Climate change will exacerbate existing health problems in populations that are already most affected and will reduce their resilience to future threats to their wellbeing. Hotter summers, heat waves, milder winters, pollen, air pollution, flooding, emerging infections and food safety are key climate change-related factors influencing health outcomes in the UK. But climate change can also directly impact systems and facilities of health and social care and have indirect impacts on health via changing prices of food and energy.

Climate change will have differential health impacts on different groups of people, because of differences in their exposure, sensitivity and adaptive capacity. Age, pre-existing medical conditions and social deprivation are the key factors that make people vulnerable to health impacts of climate change and to experience more adverse health outcomes than others. But gender, living in rural or urban places, isolation, marginalisation and social embeddedness in and cohesiveness of communities also influence vulnerability. Climate change, aging population, decreasing public spending on health and social care can combine to increase in the future health and social inequalities to do with climate variability and change.

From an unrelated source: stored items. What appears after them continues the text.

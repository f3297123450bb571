#![forbid(unsafe_code)]

//! Ready-made `tracing` subscriber (feature `subscriber`).
//!
//! Libraries should not install subscribers; this exists for binaries and
//! examples that want lingo's events without wiring their own. The filter
//! comes from `RUST_LOG` and defaults to `info`, e.g.
//! `RUST_LOG=lingo.intl=warn,lingo.request=debug`.

use tracing_subscriber::EnvFilter;
use tracing_subscriber::layer::SubscriberExt;
use tracing_subscriber::util::{SubscriberInitExt, TryInitError};

/// Output shape of the installed subscriber.
#[derive(Debug, Clone, Copy, Default, PartialEq, Eq)]
pub enum LogFormat {
    /// Single-line human-readable output.
    #[default]
    Compact,
    /// One JSON object per event.
    Json,
}

fn build_env_filter() -> EnvFilter {
    EnvFilter::try_from_default_env().unwrap_or_else(|_| EnvFilter::new("info"))
}

/// Install a global subscriber.
///
/// # Errors
/// Fails if a global subscriber is already set.
pub fn init(format: LogFormat) -> Result<(), TryInitError> {
    let registry = tracing_subscriber::registry().with(build_env_filter());
    match format {
        LogFormat::Compact => registry
            .with(tracing_subscriber::fmt::layer().compact().with_target(true))
            .try_init(),
        LogFormat::Json => registry
            .with(tracing_subscriber::fmt::layer().json().with_target(true))
            .try_init(),
    }
}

While existing research on climate change impacts and health sheds some light on the implications of health and social inequalities for health outcomes of climate change impacts, less is known about the implications of adaptation responses to address them. Different strategies for avoiding and mitigating health impacts of climate change can have quite different implications for health and social inequalities. For example, health education and public preparedness measures that take into account differential exposure, sensitivity and adaptive capacity of different groups may help to address health and social inequalities. Strategies based on individual preparedness, action and behaviour change may in turn aggravate them due to selective uptake of measures and the lack of engagement of some social groups, unless coupled with broad public information campaigns. More research is needed on the implications of climate change adaptation strategies and measures.